A laymen’s portraiture of the giants of classical economy, coming to dwell on Keynes’ 20th-century predominance. Since Smith, the field has sought for a Newtonian (i.e., physical or cause-and-effect) set of laws governing socioeconomic activity but instead settled on a more Darwinian (biological or dialectical) approach, premised on any number of phenomena.
• Ricardo: specialization is determined by whomever has the lowest opportunity cost. Therefore, prudential reshoring is simply a revaluation of cost – it cannot be left to agency bust must be principally viewed (but see also ‘transfer earnings’)

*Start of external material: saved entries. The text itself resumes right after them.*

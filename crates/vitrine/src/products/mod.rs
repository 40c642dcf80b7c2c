use crate::prelude::{println, *};
use chrono::{DateTime, Utc};
use colored::Colorize;
use indicatif::ProgressBar;
use vitrine_core::catalog::{CatalogView, DisplayMode, PriceMagnitude, Product};
use vitrine_core::country::flag_emoji;
use vitrine_core::timeago::deposited_ago;

pub mod browse;
pub mod list;

// Re-export public data functions
pub use list::list_products_data;

// Re-export domain types from core
pub use vitrine_core::catalog::{apply_display_mode, build_catalog_view};

// Storefront presets for the canned display modes.
const DISCOUNT_BRAND: &str = "Off-White";
const DISCOUNT_PERCENT: f64 = 10.0;
const REVERSED_BRAND: &str = "Louis Vuitton";
const RANGE_MIN_PRICE: f64 = 500.0;
const RANGE_MAX_PRICE: f64 = 1500.0;
const RANGE_COUNTRY: &str = "UK";

#[derive(Debug, clap::Parser)]
#[command(name = "products")]
#[command(about = "Product catalog operations")]
pub struct App {
    #[command(subcommand)]
    pub command: Commands,
}

#[derive(Debug, clap::Subcommand)]
pub enum Commands {
    /// List catalog products under a display mode
    #[clap(name = "list")]
    List(list::ListOptions),

    /// Browse the catalog interactively with debounced search
    #[clap(name = "browse")]
    Browse(browse::BrowseOptions),
}

pub async fn run(app: App, global: crate::Global) -> Result<()> {
    if global.verbose {
        if let Some(api_base) = &global.api_base {
            println!("Catalog API Base: {}", api_base);
            println!();
        }
    }

    match app.command {
        Commands::List(options) => list::run(options, global).await,
        Commands::Browse(options) => browse::run(options, global).await,
    }
}

/// Catalog API configuration, resolved once and passed explicitly to the
/// fetch functions
#[derive(Debug, Clone)]
pub struct CatalogConfig {
    pub base_url: String,
}

impl CatalogConfig {
    /// Resolve the configuration from the global CLI options (`--api-base`
    /// flag or `VITRINE_API_BASE` environment variable).
    pub fn from_global(global: &crate::Global) -> Result<Self> {
        let base_url = global.api_base.clone().ok_or(Error::MissingApiBase)?;
        Ok(Self { base_url })
    }
}

/// HTTP client for the catalog API
pub fn create_catalog_client() -> Result<reqwest::Client> {
    use reqwest::header::{HeaderMap, HeaderValue, ACCEPT};

    let mut headers = HeaderMap::new();
    headers.insert(ACCEPT, HeaderValue::from_static("application/json"));

    reqwest::Client::builder()
        .default_headers(headers)
        .build()
        .map_err(|e| eyre!("Failed to build HTTP client: {}", e))
}

/// Build the products endpoint URL for an optional search term
///
/// An empty or absent term fetches the whole catalog; anything else is
/// percent-encoded into `?q=`.
fn products_url(base: &str, query: Option<&str>) -> String {
    let base = base.trim_end_matches('/');
    match query {
        Some(q) if !q.is_empty() => format!("{base}/products?q={}", urlencoding::encode(q)),
        _ => format!("{base}/products"),
    }
}

/// Helper to set spinner message if spinner is present
fn set_spinner_msg(spinner: Option<&ProgressBar>, msg: impl Into<String>) {
    if let Some(s) = spinner {
        s.set_message(msg.into());
    }
}

/// Fetch the product list, optionally filtered by a search term
pub async fn fetch_products(
    client: &reqwest::Client,
    config: &CatalogConfig,
    query: Option<&str>,
    spinner: Option<&ProgressBar>,
) -> Result<Vec<Product>> {
    let url = products_url(&config.base_url, query);

    set_spinner_msg(spinner, "Fetching products...");
    let response = client
        .get(&url)
        .send()
        .await
        .map_err(|e| Error::Network(format!("Failed to fetch products: {e}")))?;

    if !response.status().is_success() {
        return Err(eyre!(Error::Network(format!(
            "Failed to fetch products: HTTP {}",
            response.status()
        ))));
    }

    set_spinner_msg(spinner, "Parsing response...");
    let products: Vec<Product> = response
        .json()
        .await
        .map_err(|e| Error::Network(format!("Failed to parse products response: {e}")))?;

    Ok(products)
}

/// Canned display modes, mirroring the storefront's mode picker
#[derive(
    Debug, Clone, Copy, PartialEq, Eq, clap::ValueEnum, serde::Serialize, serde::Deserialize,
)]
#[serde(rename_all = "lowercase")]
pub enum Mode {
    /// Raw fetched list
    Default,
    /// Discounted prices for one brand
    Discount,
    /// Reversed brand names for one brand
    Reversed,
    /// Price range plus shipping destination filter
    Shippable,
    /// Deposit-time badges on every card
    Deposited,
}

/// Display mode selection shared by the list and browse commands
#[derive(Debug, clap::Args, serde::Serialize, serde::Deserialize, Clone)]
pub struct ModeOptions {
    /// Display mode applied to the fetched list
    #[arg(long, env = "VITRINE_MODE", default_value = "default")]
    pub mode: Mode,

    /// Brand targeted by the discount and reversed modes
    #[arg(long)]
    pub brand: Option<String>,

    /// Discount percentage for the discount mode (0-100)
    #[arg(long)]
    pub discount: Option<f64>,

    /// Lower price bound for the shippable mode, exclusive, in major units
    #[arg(long)]
    pub min_price: Option<f64>,

    /// Upper price bound for the shippable mode, exclusive, in major units
    #[arg(long)]
    pub max_price: Option<f64>,

    /// Country code the shippable mode filters on
    #[arg(long)]
    pub country: Option<String>,

    /// Read price magnitudes by re-parsing the formatted price string
    /// instead of the minor-unit amount (legacy storefront behavior)
    #[arg(long)]
    pub parse_display_price: bool,
}

/// Combine a mode kind with its parameter flags, falling back to the
/// storefront presets
pub fn resolve_display_mode(kind: Mode, options: &ModeOptions) -> Result<DisplayMode> {
    let mode = match kind {
        Mode::Default => DisplayMode::Default,
        Mode::Deposited => DisplayMode::Deposited,
        Mode::Discount => {
            let percent = options.discount.unwrap_or(DISCOUNT_PERCENT);
            if !(0.0..=100.0).contains(&percent) {
                return Err(eyre!(Error::Generic(format!(
                    "Discount must be between 0 and 100, got {percent}"
                ))));
            }
            DisplayMode::BrandDiscount {
                brand: options
                    .brand
                    .clone()
                    .unwrap_or_else(|| DISCOUNT_BRAND.to_string()),
                percent,
            }
        }
        Mode::Reversed => DisplayMode::ReversedBrand {
            brand: options
                .brand
                .clone()
                .unwrap_or_else(|| REVERSED_BRAND.to_string()),
        },
        Mode::Shippable => DisplayMode::ShippableRange {
            min: options.min_price.unwrap_or(RANGE_MIN_PRICE),
            max: options.max_price.unwrap_or(RANGE_MAX_PRICE),
            country: options
                .country
                .clone()
                .unwrap_or_else(|| RANGE_COUNTRY.to_string()),
            magnitude: if options.parse_display_price {
                PriceMagnitude::DisplayString
            } else {
                PriceMagnitude::Structural
            },
        },
    };

    Ok(mode)
}

/// Short human label for the active display mode, used in headers
pub fn mode_label(mode: &DisplayMode) -> String {
    match mode {
        DisplayMode::Default => "default".to_string(),
        DisplayMode::BrandDiscount { brand, percent } => format!("{percent}% off {brand}"),
        DisplayMode::ReversedBrand { brand } => format!("reversed {brand}"),
        DisplayMode::ShippableRange {
            min, max, country, ..
        } => format!("{min} to {max} shippable to {country}"),
        DisplayMode::Deposited => "deposited".to_string(),
    }
}

/// Convert a derived catalog view to formatted text with colors
///
/// Shared by the one-shot list command and the interactive browse loop.
/// `now` is the clock used for deposit badges; tests pin it.
pub fn format_catalog_text(view: &CatalogView, now: DateTime<Utc>) -> String {
    let mut result = String::new();
    let show_deposited = matches!(view.mode, DisplayMode::Deposited);

    // Header
    result.push_str(&format!("\n{}\n", "=".repeat(80).bright_cyan()));
    result.push_str(&format!(
        "{}\n",
        format!(
            "PRODUCT CATALOG ({} of {} fetched, mode: {})",
            view.products.len(),
            view.total_fetched,
            mode_label(&view.mode)
        )
        .bright_cyan()
        .bold()
    ));
    result.push_str(&format!("{}\n", "=".repeat(80).bright_cyan()));

    if let Some(query) = &view.query {
        result.push_str(&format!(
            "{}: {}\n",
            "Search".green(),
            query.bright_white()
        ));
    }

    if view.products.is_empty() {
        let message = if view.query.is_some() {
            "No products found."
        } else {
            "Catalog returned no products."
        };
        result.push_str(&format!("\n{}\n", message.yellow()));
    } else {
        for (idx, product) in view.products.iter().enumerate() {
            result.push_str(&format_product_card(idx + 1, product, show_deposited, now));
        }
    }

    result
}

/// Render one product card
fn format_product_card(
    position: usize,
    product: &Product,
    show_deposited: bool,
    now: DateTime<Utc>,
) -> String {
    let mut result = String::new();

    let name = if product.name.is_empty() {
        "(unnamed product)"
    } else {
        product.name.as_str()
    };
    result.push_str(&format!(
        "\n{} {}\n",
        format!("[{position}]").yellow().bold(),
        name.white().bold()
    ));

    let mut segments: Vec<String> = Vec::new();
    if !product.brand.is_empty() {
        segments.push(format!(
            "{}: {}",
            "Brand".green(),
            product.brand.bright_white()
        ));
    }
    if !product.seller.country.is_empty() {
        let seller = flag_emoji(&product.seller.country)
            .unwrap_or_else(|| product.seller.country.clone());
        segments.push(format!("{}: {}", "Seller".green(), seller));
    }
    if !segments.is_empty() {
        result.push_str(&format!("    {}\n", segments.join(" | ")));
    }

    let mut segments: Vec<String> = Vec::new();
    if !product.price.formatted.is_empty() {
        segments.push(format!(
            "{}: {}",
            "Price".green(),
            product.price.formatted.bright_yellow()
        ));
    }
    if !product.shippable_countries.is_empty() {
        let flags = product
            .shippable_countries
            .iter()
            .map(|code| flag_emoji(code).unwrap_or_else(|| code.clone()))
            .collect::<Vec<_>>()
            .join(" ");
        segments.push(format!("{}: {}", "Ships to".green(), flags));
    }
    if !segments.is_empty() {
        result.push_str(&format!("    {}\n", segments.join(" | ")));
    }

    if show_deposited {
        if let Some(badge) = product
            .deposited_on
            .as_deref()
            .and_then(|raw| deposited_ago(raw, now))
        {
            result.push_str(&format!(
                "    {}: {}\n",
                "Deposited".green(),
                badge.bright_magenta()
            ));
        }
    }

    let mut segments: Vec<String> = Vec::new();
    if !product.id.is_empty() {
        segments.push(format!("{}: {}", "ID".green(), product.id.bright_white()));
    }
    if !product.photo_url.is_empty() {
        segments.push(format!(
            "{}: {}",
            "Photo".green(),
            product.photo_url.cyan().underline()
        ));
    }
    if !segments.is_empty() {
        result.push_str(&format!("    {}\n", segments.join(" | ")));
    }

    result
}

• Mill: positive economics describes (predicts) the world as it works, as it should normatively govern a set of morals or ethics. When otherwise, there is need for reform. Following Burke, he sought for equality of opportunity; equally so, it is government’s obligation to demonstrate the likelihood of an intervention’s improving matters.
• Marx: economic changes are cause-and-effect, social changes (in the so-called superstructure) are ideological and potentially revolutionary. The Marxist focus on labor value shortchanges capital including ideas (entrepreneurship) and delayed gratification, which are not free goods
• Marshall: marginalism asserts the past is over, what counts is what’s nest. Microeconomics hold actors take new steps only if benefits outweigh the costs: man is not a constant. Look at one factor at a time, impound the rest
• ‘Old’ institutionalists hold that large (private) firms belied marginalism. ‘New’ institutionalists use Marshall’s neoclassical tools to study how firms influence society. For example, does efficiency equate to justice? The latter also identified the principal agency problem
• Keynes: when consumers boost savings and investment, so will merchants, thus decelerating the economy in times of crisis. Say’s Law (production creates demand) is false. He was, however, a capitalist: not robber barons but national actors cause slumps. Keynes’ multiplier theory (government pump priming) is contemporary economic evidence of progressive belief in expertise.
• Monetarism holds velocity is more stable than in Keynes’ view, so money supply is government’s foremost tool. Government spending does not influence price unless money also changes. In the 1980s and afterward, saving reduced velocity, as did inflation’s fall. Friedman (not Hayek, who gets little attention) is emblematic
• Public choice: government too is self-interested. Keynes seemed to be aware progressivism undermines popular sovereignty but offered no answer to the principal-agency problem. Instead he felt the bureaucrats meant well.
• Feldstein, Boskin, Krugman, Summers et al focus on aggregate supply, coalescing around government and productivity, toward improved living standards, which requires investment, which entails tuning the tax regime
• Deduction seeks conclusion in incontrovertible laws; induction in recognizing more limited patterns and unprovable hypotheses that lead to predictive models. Put another way, the more or the more importance that can be attributed to law, the more deduction pertains; the less, the more induction holds. Relatedly, Friedman observed the test of a model is its predictive value not its ex ante accuracy
The author touches on ‘rational expectations’, a somewhat nihilist approach, and behavioralism; the book is too early for modern monetary theory. Using a droll style, large free of technical terms (and no charts), the author often projects a protagonist’s conclusions forward to the 1980s and 90s.